● **Activity**: Please report how many lines of the data include the word "boxed", with the number as the entire reply.

● **Recorded data**:

-=-=-=-=-

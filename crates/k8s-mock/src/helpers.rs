//! Helpers shared by the mock clusters.

use serde_json::Value;

/// Deep merge two JSON values (patch into base).
pub fn merge_json(base: Value, patch: Value) -> Value {
	match (base, patch) {
		(Value::Object(mut base_map), Value::Object(patch_map)) => {
			for (key, patch_value) in patch_map {
				let base_value = base_map.remove(&key).unwrap_or(Value::Null);
				base_map.insert(key, merge_json(base_value, patch_value));
			}
			Value::Object(base_map)
		}
		(_, patch) => patch,
	}
}

/// Parse an equality label selector (`a=b,c=d`). Set-based expressions are
/// not supported.
pub fn parse_label_selector(selector: &str) -> Vec<(String, String)> {
	selector
		.split(',')
		.filter(|term| !term.is_empty())
		.filter_map(|term| term.split_once('='))
		.map(|(key, value)| (key.trim().to_string(), value.trim().to_string()))
		.collect()
}

/// Whether a raw manifest carries every label in `selector`.
pub fn labels_match(manifest: &Value, selector: &[(String, String)]) -> bool {
	selector.iter().all(|(key, value)| {
		manifest
			.pointer("/metadata/labels")
			.and_then(|labels| labels.get(key))
			.and_then(Value::as_str)
			== Some(value.as_str())
	})
}

/// The message the API server uses for a missing object.
pub fn not_found_message(resource: &str, name: &str) -> String {
	format!("{resource} \"{name}\" not found")
}
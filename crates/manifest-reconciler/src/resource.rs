//! In-memory representation of a declared or live cluster object.

use std::{
	cmp::Ordering,
	collections::BTreeMap,
	hash::{Hash, Hasher},
};

use serde::{Deserialize, Serialize};
use serde_json::{Map, Value};

use crate::identity::{NamespaceKind, ResourceIdentity};

/// Object metadata fields the reconciler reads or writes.
///
/// Everything else (annotations, uid, managedFields, ...) is carried
/// through untouched in `extra`.
#[derive(Debug, Clone, Default, PartialEq, Serialize, Deserialize)]
pub struct ObjectMeta {
	#[serde(default)]
	pub name: String,
	#[serde(default, skip_serializing_if = "Option::is_none")]
	pub namespace: Option<String>,
	#[serde(default, skip_serializing_if = "BTreeMap::is_empty")]
	pub labels: BTreeMap<String, String>,
	#[serde(flatten)]
	pub extra: Map<String, Value>,
}

/// A single entry of `status.conditions`.
#[derive(Debug, Clone, PartialEq, Eq, Serialize, Deserialize)]
pub struct Condition {
	#[serde(rename = "type")]
	pub type_: String,
	pub status: String,
	#[serde(default, skip_serializing_if = "Option::is_none")]
	pub message: Option<String>,
}

impl Condition {
	pub fn is_true(&self) -> bool {
		self.status == "True"
	}
}

#[derive(Debug, Clone, Default, PartialEq, Serialize, Deserialize)]
pub struct ResourceStatus {
	#[serde(default, skip_serializing_if = "Vec::is_empty")]
	pub conditions: Vec<Condition>,
	#[serde(flatten)]
	pub extra: Map<String, Value>,
}

/// One Kubernetes object.
///
/// Equality, ordering and hashing go through [`ResourceIdentity`] only, so
/// sets of resources behave as sets of identities.
#[derive(Debug, Clone, Serialize, Deserialize)]
#[serde(rename_all = "camelCase")]
pub struct ManifestResource {
	#[serde(default)]
	pub api_version: String,
	pub kind: String,
	#[serde(default)]
	pub metadata: ObjectMeta,
	#[serde(default, skip_serializing_if = "Option::is_none")]
	pub spec: Option<Value>,
	#[serde(default, skip_serializing_if = "Option::is_none")]
	pub status: Option<ResourceStatus>,
	/// Remaining top-level fields (`data`, `rules`, `subjects`, `roleRef`, ...).
	#[serde(flatten)]
	pub extra: Map<String, Value>,
}

impl ManifestResource {
	/// Convert a parsed document into a resource.
	pub fn from_value(value: Value) -> Result<Self, serde_json::Error> {
		serde_json::from_value(value)
	}

	/// Convert back into the document sent to the cluster.
	pub fn to_value(&self) -> Value {
		// Serializing plain maps and strings can't fail.
		serde_json::to_value(self).unwrap_or(Value::Null)
	}

	pub fn identity(&self) -> ResourceIdentity {
		ResourceIdentity::new(
			self.kind.clone(),
			self.metadata.namespace.clone(),
			self.metadata.name.clone(),
		)
	}

	pub fn group(&self) -> NamespaceKind {
		NamespaceKind::new(self.kind.clone(), self.metadata.namespace.clone())
	}

	/// Conditions reported by the cluster, empty if there is no status.
	pub fn conditions(&self) -> &[Condition] {
		self.status.as_ref().map_or(&[], |s| s.conditions.as_slice())
	}

	/// A resource is ready iff every reported condition is `True`.
	pub fn is_ready(&self) -> bool {
		self.conditions().iter().all(Condition::is_true)
	}

	pub fn has_label(&self, key: &str, value: &str) -> bool {
		self.metadata.labels.get(key).is_some_and(|v| v == value)
	}
}

impl PartialEq for ManifestResource {
	fn eq(&self, other: &Self) -> bool {
		self.identity() == other.identity()
	}
}

impl Eq for ManifestResource {}

impl Hash for ManifestResource {
	fn hash<H: Hasher>(&self, state: &mut H) {
		self.identity().hash(state);
	}
}

impl PartialOrd for ManifestResource {
	fn partial_cmp(&self, other: &Self) -> Option<Ordering> {
		Some(self.cmp(other))
	}
}

impl Ord for ManifestResource {
	fn cmp(&self, other: &Self) -> Ordering {
		self.identity().cmp(&other.identity())
	}
}
#[test]
fn test_reconcile_applies_in_document_order() {
	let cluster = MockCluster::builder().build();
	engine(&cluster, OperatorConfig::default()).reconcile().unwrap();

	let kinds: Vec<String> = cluster
		.calls_of(Verb::Apply)
		.into_iter()
		.map(|call| call.kind)
		.collect();
	assert_eq!(
		kinds,
		["ServiceAccount", "ClusterRole", "ClusterRoleBinding", "Service", "Deployment"]
	);
}

#[test]
fn test_reconcile_blocks_on_fatal_apply_failure() {
	let cluster = MockCluster::builder()
		.failures(vec![Failure::new(
			Verb::Apply,
			"Service",
			ApiError::Other {
				code: Some(500),
				message: Some("etcdserver: request timed out".into()),
			},
		)])
		.build();
	let mut engine = engine(&cluster, OperatorConfig::default());

	assert_matches!(
		engine.reconcile(),
		Err(ReconcileError::Apply { resource, .. }) if resource.kind() == "Service"
	);
	assert_matches!(engine.state(), PassState::Blocked(reason) if reason.contains("request timed out"));
	assert_matches!(engine.workload_status(), WorkloadStatus::Blocked(_));

	// Resources before the failure stay applied, nothing after it is tried.
	assert_eq!(cluster.calls_of(Verb::Apply).len(), 4);
	assert!(!cluster.contains("Deployment", "metrics-server", Some("kube-system")));

	// The next pass heals.
	cluster.clear_failures();
	engine.reconcile().unwrap();
	assert_eq!(engine.state(), &PassState::Settled);
	assert_eq!(cluster.len(), 5);
}

#[test]
fn test_apply_does_not_tolerate_not_found() {
	let cluster = MockCluster::builder()
		.failures(vec![Failure::new(
			Verb::Apply,
			"ServiceAccount",
			ApiError::NotFound {
				message: Some("namespaces \"kube-system\" not found".into()),
			},
		)])
		.build();

	assert_matches!(
		engine(&cluster, OperatorConfig::default()).apply(),
		Err(ReconcileError::Apply { .. })
	);
}

#[test]
fn test_reconcile_blocks_on_unknown_release() {
	let cluster = MockCluster::builder().build();
	let mut engine = engine(
		&cluster,
		OperatorConfig {
			release: Some("v9.9.9".into()),
			..Default::default()
		},
	);

	assert_matches!(engine.reconcile(), Err(ReconcileError::Config(_)));
	assert_matches!(engine.state(), PassState::Blocked(reason) if reason.contains("v9.9.9"));
	assert!(cluster.calls().is_empty());
}

#[test]
fn test_reconcile_blocks_on_malformed_bundle() {
	let dir = tempfile::tempdir().unwrap();
	let release = dir.path().join("manifests/v0.6.0");
	std::fs::create_dir_all(&release).unwrap();
	std::fs::write(dir.path().join("version"), "v0.6.0\n").unwrap();
	std::fs::write(
		release.join("components.yaml"),
		"apiVersion: v1\nkind: ServiceAccount\nmetadata:\n  name: ok\n---\nkind: [broken\n",
	)
	.unwrap();

	let cluster = MockCluster::builder().build();
	let mut engine = ReconciliationEngine::new(
		&cluster,
		ManifestSource::new(dir.path()),
		OperatorConfig::default(),
		APP,
	);

	assert_matches!(
		engine.reconcile(),
		Err(ReconcileError::Source(SourceError::Parse { .. }))
	);
	assert_matches!(engine.state(), PassState::Blocked(_));
	assert!(cluster.calls_of(Verb::Apply).is_empty());
}

#[test]
fn test_remove_tolerates_missing_and_unauthorized() {
	let cluster = MockCluster::builder()
		.resources(vec![
			object("v1", "Service", Some("kube-system"), "metrics-server", true),
			object("apps/v1", "Deployment", Some("kube-system"), "metrics-server", true),
		])
		.failures(vec![Failure::new(
			Verb::Delete,
			"ClusterRole",
			ApiError::Unauthorized {
				message: Some("Unauthorized".into()),
			},
		)])
		.build();
	let mut engine = engine(&cluster, OperatorConfig::default());

	engine.remove().unwrap();
	assert_eq!(engine.state(), &PassState::Removed);
	assert!(cluster.is_empty());
	assert_eq!(
		engine.workload_status(),
		WorkloadStatus::Maintenance("Shutting down".into())
	);

	// Teardown goes in reverse document order.
	let kinds: Vec<String> = cluster
		.calls_of(Verb::Delete)
		.into_iter()
		.map(|call| call.kind)
		.collect();
	assert_eq!(kinds.first().map(String::as_str), Some("Deployment"));
	assert_eq!(kinds.last().map(String::as_str), Some("ServiceAccount"));
}

#[test]
fn test_remove_blocks_on_fatal_delete_failure() {
	let cluster = MockCluster::builder()
		.failures(vec![Failure::new(
			Verb::Delete,
			"Service",
			ApiError::Other {
				code: Some(500),
				message: None,
			},
		)])
		.build();
	let mut engine = engine(&cluster, OperatorConfig::default());

	assert_matches!(engine.remove(), Err(ReconcileError::Delete { .. }));
	assert_matches!(engine.state(), PassState::Blocked(_));
}

#[test]
fn test_delete_not_found_tolerance() {
	let cluster = MockCluster::builder().build();
	let engine = engine(&cluster, OperatorConfig::default());
	let gone = [id("ConfigMap", Some("kube-system"), "gone")];

	engine.delete(&gone, true, false).unwrap();
	assert_matches!(
		engine.delete(&gone, false, false),
		Err(ReconcileError::Delete { source: ApiError::NotFound { .. }, .. })
	);
}

#[test]
fn test_scrub_deletes_extra() {
	let cluster = drifted_cluster();
	let engine = engine(&cluster, OperatorConfig::default());

	let diff = engine.scrub(None).unwrap();
	assert!(diff.extra.is_empty());
	assert_eq!(diff.correct.len(), 3);
	assert_eq!(diff.missing.len(), 2);
	assert!(!cluster.contains("ServiceAccount", "metrics-server-legacy", Some("kube-system")));
	assert!(!cluster.contains("ClusterRole", "system:aggregated-metrics-reader", None));
}

#[test]
fn test_sync_applies_missing() {
	let cluster = drifted_cluster();
	let engine = engine(&cluster, OperatorConfig::default());

	let diff = engine.sync(Some("Deployment")).unwrap();
	assert!(diff.missing.is_empty());
	assert_eq!(diff.correct.len(), 1);

	let diff = engine.sync(None).unwrap();
	assert!(diff.missing.is_empty());
	assert_eq!(diff.correct.len(), 5);
	assert_eq!(diff.extra.len(), 2);
	assert_eq!(cluster.calls_of(Verb::Apply).len(), 2);
}

#[test]
fn test_workload_status() {
	let cluster = MockCluster::builder().build();
	let mut engine = engine(&cluster, OperatorConfig::default());
	engine.reconcile().unwrap();

	assert_eq!(engine.workload_status(), WorkloadStatus::Active("Ready".into()));
	assert!(engine.status_summary().unwrap().is_empty());

	let mut deployment = cluster
		.manifest("Deployment", "metrics-server", Some("kube-system"))
		.unwrap();
	deployment["status"] = json!({"conditions": [
		{"type": "Available", "status": "False", "message": "Deployment does not have minimum availability."},
		{"type": "Progressing", "status": "True"},
	]});
	cluster.insert(deployment.clone());

	let tracked = engine.status_summary().unwrap();
	assert_eq!(tracked.len(), 1);
	assert!(!tracked[0].is_ready());
	assert_eq!(
		engine.workload_status(),
		WorkloadStatus::Waiting("Not ready: Deployment/kube-system/metrics-server".into())
	);

	deployment["status"]["conditions"][0]["status"] = json!("True");
	cluster.insert(deployment);
	assert_eq!(engine.workload_status(), WorkloadStatus::Active("Ready".into()));

	cluster.fail(Failure::new(
		Verb::Get,
		"Deployment",
		ApiError::Other {
			code: None,
			message: Some("connection refused".into()),
		},
	));
	assert_eq!(
		engine.workload_status(),
		WorkloadStatus::Waiting("Waiting for API server".into())
	);
}

#[test]
fn test_current_version() {
	let cluster = MockCluster::builder().build();
	assert_eq!(
		engine(&cluster, OperatorConfig::default())
			.current_version()
			.unwrap(),
		"v0.6.0"
	);

	let pinned = OperatorConfig {
		release: Some("v0.5.2".into()),
		..Default::default()
	};
	let engine = engine(&cluster, pinned);
	assert_eq!(engine.current_version().unwrap(), "v0.5.2");
	// Older bundle ships its resources as a List.
	assert_eq!(engine.manifests().unwrap().len(), 2);
}

#[test]
fn test_configuration_flows_into_manifests() {
	let cluster = MockCluster::builder().build();
	let config = OperatorConfig {
		registry_server: Some("my.server:443/library".into()),
		extra_args: Some("--kubelet-insecure-tls --metric-resolution=30s".into()),
		..Default::default()
	};
	let manifests = engine(&cluster, config).manifests().unwrap();
	let deployment = manifests
		.iter()
		.find(|m| m.kind == "Deployment")
		.unwrap()
		.to_value();
	let container = &deployment["spec"]["template"]["spec"]["containers"][0];

	assert_eq!(
		container["image"],
		"my.server:443/library/metrics-server/metrics-server:v0.6.0"
	);
	assert_eq!(
		container["args"],
		json!([
			"--cert-dir=/tmp",
			"--secure-port=4443",
			"--kubelet-preferred-address-types=InternalIP,ExternalIP,Hostname",
			"--kubelet-use-node-status-port",
			"--metric-resolution=30s",
			"--kubelet-insecure-tls",
		])
	);
}
//! Tracing setup: formatted logs on stderr plus optional OTLP span export.
//!
//! Logs are pretty-printed on a terminal and emitted as JSON lines otherwise,
//! so stdout stays reserved for command output. Spans are exported when
//! `OTEL_EXPORTER_OTLP_ENDPOINT` or `OTEL_EXPORTER_OTLP_TRACES_ENDPOINT` is
//! set; the usual `OTEL_*` variables configure the exporter.

use std::io::IsTerminal;

use anyhow::{Context, Result};
use opentelemetry::trace::TracerProvider as _;
use opentelemetry_otlp::SpanExporter;
use opentelemetry_sdk::{trace::SdkTracerProvider, Resource};
use tracing::{Level, Subscriber};
use tracing_subscriber::{
	layer::SubscriberExt, registry::LookupSpan, util::SubscriberInitExt, EnvFilter, Layer,
};

const SERVICE_NAME: &str = "metrics-server-operator";

/// Flushes and shuts down span export when dropped.
pub struct TelemetryGuard {
	tracer_provider: Option<SdkTracerProvider>,
}

impl Drop for TelemetryGuard {
	fn drop(&mut self) {
		if let Some(provider) = self.tracer_provider.take() {
			if let Err(e) = provider.shutdown() {
				eprintln!("Failed to shutdown tracer provider: {e}");
			}
		}
	}
}

/// `--log-level` wins over `RUST_LOG`, which wins over `info`.
pub fn filter(log_level: Option<Level>) -> EnvFilter {
	match log_level {
		Some(level) => EnvFilter::new(level.as_str()),
		None => EnvFilter::builder()
			.with_default_directive(Level::INFO.into())
			.from_env_lossy(),
	}
}

fn fmt_layer<S>() -> Box<dyn Layer<S> + Send + Sync>
where
	S: Subscriber + for<'span> LookupSpan<'span>,
{
	let layer = tracing_subscriber::fmt::layer().with_writer(std::io::stderr);
	if std::io::stderr().is_terminal() {
		layer.pretty().boxed()
	} else {
		layer.json().boxed()
	}
}

fn export_requested() -> bool {
	[
		opentelemetry_otlp::OTEL_EXPORTER_OTLP_ENDPOINT,
		opentelemetry_otlp::OTEL_EXPORTER_OTLP_TRACES_ENDPOINT,
	]
	.iter()
	.any(|var| std::env::var_os(var).is_some())
}

/// Install the global subscriber. Keep the guard alive until exit.
pub fn init(log_level: Option<Level>) -> Result<TelemetryGuard> {
	let registry = tracing_subscriber::registry()
		.with(filter(log_level))
		.with(fmt_layer());

	if !export_requested() {
		registry.init();
		return Ok(TelemetryGuard {
			tracer_provider: None,
		});
	}

	let tracer_provider = tracer_provider()?;
	let otel_layer = tracing_opentelemetry::layer()
		.with_error_records_to_exceptions(true)
		.with_tracer(tracer_provider.tracer(SERVICE_NAME));
	opentelemetry::global::set_tracer_provider(tracer_provider.clone());
	registry.with(otel_layer).init();

	Ok(TelemetryGuard {
		tracer_provider: Some(tracer_provider),
	})
}

fn tracer_provider() -> Result<SdkTracerProvider> {
	// The builder reads OTEL_SERVICE_NAME and OTEL_RESOURCE_ATTRIBUTES itself.
	let mut resource = Resource::builder();
	if std::env::var_os("OTEL_SERVICE_NAME").is_none() {
		resource = resource.with_service_name(SERVICE_NAME);
	}

	let protocol = std::env::var(opentelemetry_otlp::OTEL_EXPORTER_OTLP_PROTOCOL)
		.unwrap_or_else(|_| opentelemetry_otlp::OTEL_EXPORTER_OTLP_PROTOCOL_DEFAULT.to_string());
	let exporter = match protocol.as_str() {
		"grpc" => SpanExporter::builder().with_tonic().build(),
		_ => SpanExporter::builder().with_http().build(),
	}
	.context("building OTLP span exporter")?;

	Ok(SdkTracerProvider::builder()
		.with_resource(resource.build())
		.with_batch_exporter(exporter)
		.build())
}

-=-=-=-=-

● **Exercise solution**: 2